:: PROBLEM TO WORK ON ::
Go through the listing and transcribe each line exactly.

***** DATASET RECORDS *****

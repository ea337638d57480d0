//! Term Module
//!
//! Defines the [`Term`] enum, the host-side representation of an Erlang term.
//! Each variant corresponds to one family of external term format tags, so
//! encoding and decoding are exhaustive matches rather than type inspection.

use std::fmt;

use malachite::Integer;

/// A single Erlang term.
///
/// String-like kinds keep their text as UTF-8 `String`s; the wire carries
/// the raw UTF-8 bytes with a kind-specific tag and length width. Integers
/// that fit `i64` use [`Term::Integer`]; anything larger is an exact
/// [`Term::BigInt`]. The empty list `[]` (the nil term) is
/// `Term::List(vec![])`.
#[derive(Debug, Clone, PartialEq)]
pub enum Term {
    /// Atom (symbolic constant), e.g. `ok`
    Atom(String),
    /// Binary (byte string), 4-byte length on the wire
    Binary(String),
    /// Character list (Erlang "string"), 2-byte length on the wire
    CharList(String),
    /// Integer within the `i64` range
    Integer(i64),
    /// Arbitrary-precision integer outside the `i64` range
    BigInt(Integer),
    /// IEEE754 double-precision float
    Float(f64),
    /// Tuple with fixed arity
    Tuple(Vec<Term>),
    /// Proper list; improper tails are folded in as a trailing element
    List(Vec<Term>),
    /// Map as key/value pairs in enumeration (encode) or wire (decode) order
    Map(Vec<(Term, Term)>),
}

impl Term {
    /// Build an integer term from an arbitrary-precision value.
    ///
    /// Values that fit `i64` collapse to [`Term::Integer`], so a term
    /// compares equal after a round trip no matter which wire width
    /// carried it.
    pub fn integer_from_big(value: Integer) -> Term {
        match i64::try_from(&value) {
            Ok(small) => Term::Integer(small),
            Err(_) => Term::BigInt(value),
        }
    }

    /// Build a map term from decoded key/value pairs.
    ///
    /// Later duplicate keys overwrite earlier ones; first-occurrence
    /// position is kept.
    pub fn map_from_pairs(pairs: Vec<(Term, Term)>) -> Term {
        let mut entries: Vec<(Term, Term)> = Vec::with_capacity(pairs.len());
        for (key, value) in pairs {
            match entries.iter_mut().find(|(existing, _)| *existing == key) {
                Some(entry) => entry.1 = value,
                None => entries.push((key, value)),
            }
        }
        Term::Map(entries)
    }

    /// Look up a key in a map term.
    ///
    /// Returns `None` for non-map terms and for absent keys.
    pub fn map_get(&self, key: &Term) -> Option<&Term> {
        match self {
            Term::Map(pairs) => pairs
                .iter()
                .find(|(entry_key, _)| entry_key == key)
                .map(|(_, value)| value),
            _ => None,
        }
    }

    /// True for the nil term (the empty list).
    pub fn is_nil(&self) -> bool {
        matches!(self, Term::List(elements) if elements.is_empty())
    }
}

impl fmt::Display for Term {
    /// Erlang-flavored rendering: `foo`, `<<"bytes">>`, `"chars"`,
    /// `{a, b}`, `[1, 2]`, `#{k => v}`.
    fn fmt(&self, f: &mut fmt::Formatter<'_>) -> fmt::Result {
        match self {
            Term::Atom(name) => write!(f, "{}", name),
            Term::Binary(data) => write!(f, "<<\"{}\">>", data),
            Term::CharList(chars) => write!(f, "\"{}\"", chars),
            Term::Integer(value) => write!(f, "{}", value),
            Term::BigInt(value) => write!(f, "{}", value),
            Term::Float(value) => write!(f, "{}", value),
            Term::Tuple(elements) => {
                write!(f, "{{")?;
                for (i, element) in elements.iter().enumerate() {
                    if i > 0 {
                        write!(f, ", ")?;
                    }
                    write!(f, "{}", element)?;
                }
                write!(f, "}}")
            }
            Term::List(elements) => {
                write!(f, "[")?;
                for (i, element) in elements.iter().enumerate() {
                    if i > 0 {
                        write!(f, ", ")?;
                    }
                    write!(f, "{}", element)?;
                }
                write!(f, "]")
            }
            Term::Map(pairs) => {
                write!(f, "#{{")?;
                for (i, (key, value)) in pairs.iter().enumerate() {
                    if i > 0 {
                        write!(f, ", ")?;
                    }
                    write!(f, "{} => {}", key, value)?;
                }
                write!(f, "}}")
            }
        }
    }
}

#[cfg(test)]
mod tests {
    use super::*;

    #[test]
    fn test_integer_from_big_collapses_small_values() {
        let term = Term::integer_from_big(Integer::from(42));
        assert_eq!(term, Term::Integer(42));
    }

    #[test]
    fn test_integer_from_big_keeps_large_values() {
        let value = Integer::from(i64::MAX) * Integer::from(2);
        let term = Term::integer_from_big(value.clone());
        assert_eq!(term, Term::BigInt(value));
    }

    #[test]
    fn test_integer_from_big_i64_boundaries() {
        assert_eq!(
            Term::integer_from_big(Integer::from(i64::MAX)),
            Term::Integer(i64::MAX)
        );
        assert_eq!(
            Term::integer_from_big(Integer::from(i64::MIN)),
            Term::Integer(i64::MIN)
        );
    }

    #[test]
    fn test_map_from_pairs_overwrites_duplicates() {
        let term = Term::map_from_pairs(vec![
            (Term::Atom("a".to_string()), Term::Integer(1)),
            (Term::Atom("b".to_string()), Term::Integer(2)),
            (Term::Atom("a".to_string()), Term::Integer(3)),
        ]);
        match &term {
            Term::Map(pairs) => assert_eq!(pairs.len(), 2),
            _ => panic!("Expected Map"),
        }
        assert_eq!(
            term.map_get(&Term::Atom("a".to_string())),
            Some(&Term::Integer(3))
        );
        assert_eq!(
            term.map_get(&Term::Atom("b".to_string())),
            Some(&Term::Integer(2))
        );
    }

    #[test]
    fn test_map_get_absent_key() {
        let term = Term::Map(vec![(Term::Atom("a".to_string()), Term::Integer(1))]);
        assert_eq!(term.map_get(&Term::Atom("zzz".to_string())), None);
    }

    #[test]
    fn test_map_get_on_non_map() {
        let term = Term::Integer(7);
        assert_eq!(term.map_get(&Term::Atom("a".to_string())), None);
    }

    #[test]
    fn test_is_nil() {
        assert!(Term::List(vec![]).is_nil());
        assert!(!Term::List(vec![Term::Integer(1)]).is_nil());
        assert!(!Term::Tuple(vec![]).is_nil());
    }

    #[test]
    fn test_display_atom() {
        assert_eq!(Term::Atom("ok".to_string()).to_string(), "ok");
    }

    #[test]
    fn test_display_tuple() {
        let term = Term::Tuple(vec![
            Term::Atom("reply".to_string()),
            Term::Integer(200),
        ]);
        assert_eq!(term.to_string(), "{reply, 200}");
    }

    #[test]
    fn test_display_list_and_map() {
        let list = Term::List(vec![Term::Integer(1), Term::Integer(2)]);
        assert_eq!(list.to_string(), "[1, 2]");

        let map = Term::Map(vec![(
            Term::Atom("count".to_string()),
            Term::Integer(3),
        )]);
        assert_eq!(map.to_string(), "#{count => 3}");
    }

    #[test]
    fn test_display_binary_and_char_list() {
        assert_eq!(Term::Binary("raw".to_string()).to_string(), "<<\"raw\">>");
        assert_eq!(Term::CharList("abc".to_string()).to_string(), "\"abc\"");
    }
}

*****

:: TASK ANSWER ::
repository ea337638d57480d0
//! Term Module
//!
//! Defines the [`Term`] enum, the host-side representation of an Erlang term.
//! Each variant corresponds to one family of external term format tags, so
//! encoding and decoding are exhaustive matches rather than type inspection.

use std::fmt;

use malachite::Integer;

/// A single Erlang term.
///
/// String-like kinds keep their text as UTF-8 `String`s; the wire carries
/// the raw UTF-8 bytes with a kind-specific tag and length width. Integers
/// that fit `i64` use [`Term::Integer`]; anything larger is an exact
/// [`Term::BigInt`]. The empty list `[]` (the nil term) is
/// `Term::List(vec![])`.
#[derive(Debug, Clone, PartialEq)]
pub enum Term {
    /// Atom (symbolic constant), e.g. `ok`
    Atom(String),
    /// Binary (byte string), 4-byte length on the wire
    Binary(String),
    /// Character list (Erlang "string"), 2-byte length on the wire
    CharList(String),
    /// Integer within the `i64` range
    Integer(i64),
    /// Arbitrary-precision integer outside the `i64` range
    BigInt(Integer),
    /// IEEE754 double-precision float
    Float(f64),
    /// Tuple with fixed arity
    Tuple(Vec<Term>),
    /// Proper list; improper tails are folded in as a trailing element
    List(Vec<Term>),
    /// Map as key/value pairs in enumeration (encode) or wire (decode) order
    Map(Vec<(Term, Term)>),
}

impl Term {
    /// Build an integer term from an arbitrary-precision value.
    ///
    /// Values that fit `i64` collapse to [`Term::Integer`], so a term
    /// compares equal after a round trip no matter which wire width
    /// carried it.
    pub fn integer_from_big(value: Integer) -> Term {
        match i64::try_from(&value) {
            Ok(small) => Term::Integer(small),
            Err(_) => Term::BigInt(value),
        }
    }

    /// Build a map term from decoded key/value pairs.
    ///
    /// Later duplicate keys overwrite earlier ones; first-occurrence
    /// position is kept.
    pub fn map_from_pairs(pairs: Vec<(Term, Term)>) -> Term {
        let mut entries: Vec<(Term, Term)> = Vec::with_capacity(pairs.len());
        for (key, value) in pairs {
            match entries.iter_mut().find(|(existing, _)| *existing == key) {
                Some(entry) => entry.1 = value,
                None => entries.push((key, value)),
            }
        }
        Term::Map(entries)
    }

    /// Look up a key in a map term.
    ///
    /// Returns `None` for non-map terms and for absent keys.
    pub fn map_get(&self, key: &Term) -> Option<&Term> {
        match self {
            Term::Map(pairs) => pairs
                .iter()
                .find(|(entry_key, _)| entry_key == key)
                .map(|(_, value)| value),
            _ => None,
        }
    }

    /// True for the nil term (the empty list).
    pub fn is_nil(&self) -> bool {
        matches!(self, Term::List(elements) if elements.is_empty())
    }
}

impl fmt::Display for Term {
    /// Erlang-flavored rendering: `foo`, `<<"bytes">>`, `"chars"`,
    /// `{a, b}`, `[1, 2]`, `#{k => v}`.
    fn fmt(&self, f: &mut fmt::Formatter<'_>) -> fmt::Result {
        match self {
            Term::Atom(name) => write!(f, "{}", name),
            Term::Binary(data) => write!(f, "<<\"{}\">>", data),
            Term::CharList(chars) => write!(f, "\"{}\"", chars),
            Term::Integer(value) => write!(f, "{}", value),
            Term::BigInt(value) => write!(f, "{}", value),
            Term::Float(value) => write!(f, "{}", value),
            Term::Tuple(elements) => {
                write!(f, "{{")?;
                for (i, element) in elements.iter().enumerate() {
                    if i > 0 {
                        write!(f, ", ")?;
                    }
                    write!(f, "{}", element)?;
                }
                write!(f, "}}")
            }
            Term::List(elements) => {
                write!(f, "[")?;
                for (i, element) in elements.iter().enumerate() {
                    if i > 0 {
                        write!(f, ", ")?;
                    }
                    write!(f, "{}", element)?;
                }
                write!(f, "]")
            }
            Term::Map(pairs) => {
                write!(f, "#{{")?;
                for (i, (key, value)) in pairs.iter().enumerate() {
                    if i > 0 {
                        write!(f, ", ")?;
                    }
                    write!(f, "{} => {}", key, value)?;
                }
                write!(f, "}}")
            }
        }
    }
}

#[cfg(test)]
mod tests {
    use super::*;

    #[test]
    fn test_integer_from_big_collapses_small_values() {
        let term = Term::integer_from_big(Integer::from(42));
        assert_eq!(term, Term::Integer(42));
    }

    #[test]
    fn test_integer_from_big_keeps_large_values() {
        let value = Integer::from(i64::MAX) * Integer::from(2);
        let term = Term::integer_from_big(value.clone());
        assert_eq!(term, Term::BigInt(value));
    }

    #[test]
    fn test_integer_from_big_i64_boundaries() {
        assert_eq!(
            Term::integer_from_big(Integer::from(i64::MAX)),
            Term::Integer(i64::MAX)
        );
        assert_eq!(
            Term::integer_from_big(Integer::from(i64::MIN)),
            Term::Integer(i64::MIN)
        );
    }

    #[test]
    fn test_map_from_pairs_overwrites_duplicates() {
        let term = Term::map_from_pairs(vec![
            (Term::Atom("a".to_string()), Term::Integer(1)),
            (Term::Atom("b".to_string()), Term::Integer(2)),
            (Term::Atom("a".to_string()), Term::Integer(3)),
        ]);
        match &term {
            Term::Map(pairs) => assert_eq!(pairs.len(), 2),
            _ => panic!("Expected Map"),
        }
        assert_eq!(
            term.map_get(&Term::Atom("a".to_string())),
            Some(&Term::Integer(3))
        );
        assert_eq!(
            term.map_get(&Term::Atom("b".to_string())),
            Some(&Term::Integer(2))
        );
    }

    #[test]
    fn test_map_get_absent_key() {
        let term = Term::Map(vec![(Term::Atom("a".to_string()), Term::Integer(1))]);
        assert_eq!(term.map_get(&Term::Atom("zzz".to_string())), None);
    }

    #[test]
    fn test_map_get_on_non_map() {
        let term = Term::Integer(7);
        assert_eq!(term.map_get(&Term::Atom("a".to_string())), None);
    }

    #[test]
    fn test_is_nil() {
        assert!(Term::List(vec![]).is_nil());
        assert!(!Term::List(vec![Term::Integer(1)]).is_nil());
        assert!(!Term::Tuple(vec![]).is_nil());
    }

    #[test]
    fn test_display_atom() {
        assert_eq!(Term::Atom("ok".to_string()).to_string(), "ok");
    }

    #[test]
    fn test_display_tuple() {
        let term = Term::Tuple(vec![
            Term::Atom("reply".to_string()),
            Term::Integer(200),
        ]);
        assert_eq!(term.to_string(), "{reply, 200}");
    }

    #[test]
    fn test_display_list_and_map() {
        let list = Term::List(vec![Term::Integer(1), Term::Integer(2)]);
        assert_eq!(list.to_string(), "[1, 2]");

        let map = Term::Map(vec![(
            Term::Atom("count".to_string()),
            Term::Integer(3),
        )]);
        assert_eq!(map.to_string(), "#{count => 3}");
    }

    #[test]
    fn test_display_binary_and_char_list() {
        assert_eq!(Term::Binary("raw".to_string()).to_string(), "<<\"raw\">>");
        assert_eq!(Term::CharList("abc".to_string()).to_string(), "\"abc\"");
    }
}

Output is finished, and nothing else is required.